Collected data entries
━━━━

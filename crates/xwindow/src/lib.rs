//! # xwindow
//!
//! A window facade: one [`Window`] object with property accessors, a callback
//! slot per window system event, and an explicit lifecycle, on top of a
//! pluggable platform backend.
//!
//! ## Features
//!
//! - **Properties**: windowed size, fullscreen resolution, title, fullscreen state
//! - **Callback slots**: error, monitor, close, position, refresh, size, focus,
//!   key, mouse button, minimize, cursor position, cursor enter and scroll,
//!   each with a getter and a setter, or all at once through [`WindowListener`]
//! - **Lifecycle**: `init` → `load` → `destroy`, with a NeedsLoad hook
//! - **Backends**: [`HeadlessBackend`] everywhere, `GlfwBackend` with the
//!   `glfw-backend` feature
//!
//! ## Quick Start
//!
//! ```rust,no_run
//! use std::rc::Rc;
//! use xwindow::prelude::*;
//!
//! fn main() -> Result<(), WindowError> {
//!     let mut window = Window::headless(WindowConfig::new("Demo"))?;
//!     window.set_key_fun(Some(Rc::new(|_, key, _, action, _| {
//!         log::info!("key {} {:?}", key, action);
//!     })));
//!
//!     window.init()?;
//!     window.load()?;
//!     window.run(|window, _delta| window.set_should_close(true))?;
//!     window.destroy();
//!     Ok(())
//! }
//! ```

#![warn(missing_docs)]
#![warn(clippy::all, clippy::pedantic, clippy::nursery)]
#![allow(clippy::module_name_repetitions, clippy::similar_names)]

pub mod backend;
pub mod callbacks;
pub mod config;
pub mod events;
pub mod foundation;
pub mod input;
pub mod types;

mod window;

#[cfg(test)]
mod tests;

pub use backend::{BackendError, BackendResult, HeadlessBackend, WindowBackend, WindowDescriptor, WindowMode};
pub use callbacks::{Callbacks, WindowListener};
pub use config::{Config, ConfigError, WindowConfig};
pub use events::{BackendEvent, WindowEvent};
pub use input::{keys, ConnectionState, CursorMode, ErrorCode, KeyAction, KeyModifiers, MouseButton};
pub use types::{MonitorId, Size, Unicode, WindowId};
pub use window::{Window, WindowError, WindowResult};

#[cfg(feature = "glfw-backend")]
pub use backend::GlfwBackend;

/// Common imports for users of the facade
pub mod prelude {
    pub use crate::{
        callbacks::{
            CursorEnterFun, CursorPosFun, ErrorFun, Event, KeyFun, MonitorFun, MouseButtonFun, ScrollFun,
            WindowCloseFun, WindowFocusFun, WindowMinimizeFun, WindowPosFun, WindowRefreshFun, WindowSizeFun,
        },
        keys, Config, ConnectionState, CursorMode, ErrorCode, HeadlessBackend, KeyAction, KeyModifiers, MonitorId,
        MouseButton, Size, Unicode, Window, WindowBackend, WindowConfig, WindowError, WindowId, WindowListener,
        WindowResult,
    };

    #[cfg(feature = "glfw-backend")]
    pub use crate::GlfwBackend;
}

━━━━

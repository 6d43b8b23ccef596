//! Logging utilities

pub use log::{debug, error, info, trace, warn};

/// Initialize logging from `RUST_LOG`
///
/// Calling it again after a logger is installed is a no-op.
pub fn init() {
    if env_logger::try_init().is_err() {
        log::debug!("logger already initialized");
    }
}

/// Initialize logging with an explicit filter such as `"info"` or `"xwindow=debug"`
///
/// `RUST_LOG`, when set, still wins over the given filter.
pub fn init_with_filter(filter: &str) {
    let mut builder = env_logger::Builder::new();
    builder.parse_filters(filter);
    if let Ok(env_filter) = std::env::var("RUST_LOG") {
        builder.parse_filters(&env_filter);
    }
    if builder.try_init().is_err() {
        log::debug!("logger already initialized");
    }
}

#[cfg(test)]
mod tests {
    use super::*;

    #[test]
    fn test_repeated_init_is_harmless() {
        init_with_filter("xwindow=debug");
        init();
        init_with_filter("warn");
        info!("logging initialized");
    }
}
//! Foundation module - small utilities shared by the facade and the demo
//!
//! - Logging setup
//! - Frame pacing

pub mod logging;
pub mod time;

━━━━

• Prompt:
Where does the word "WindowId" occur in the records? Return every line that holds it.

• Written response:
pub use types::{MonitorId, Size, Unicode, WindowId};
        MouseButton, Size, Unicode, Window, WindowBackend, WindowConfig, WindowError, WindowId, WindowListener,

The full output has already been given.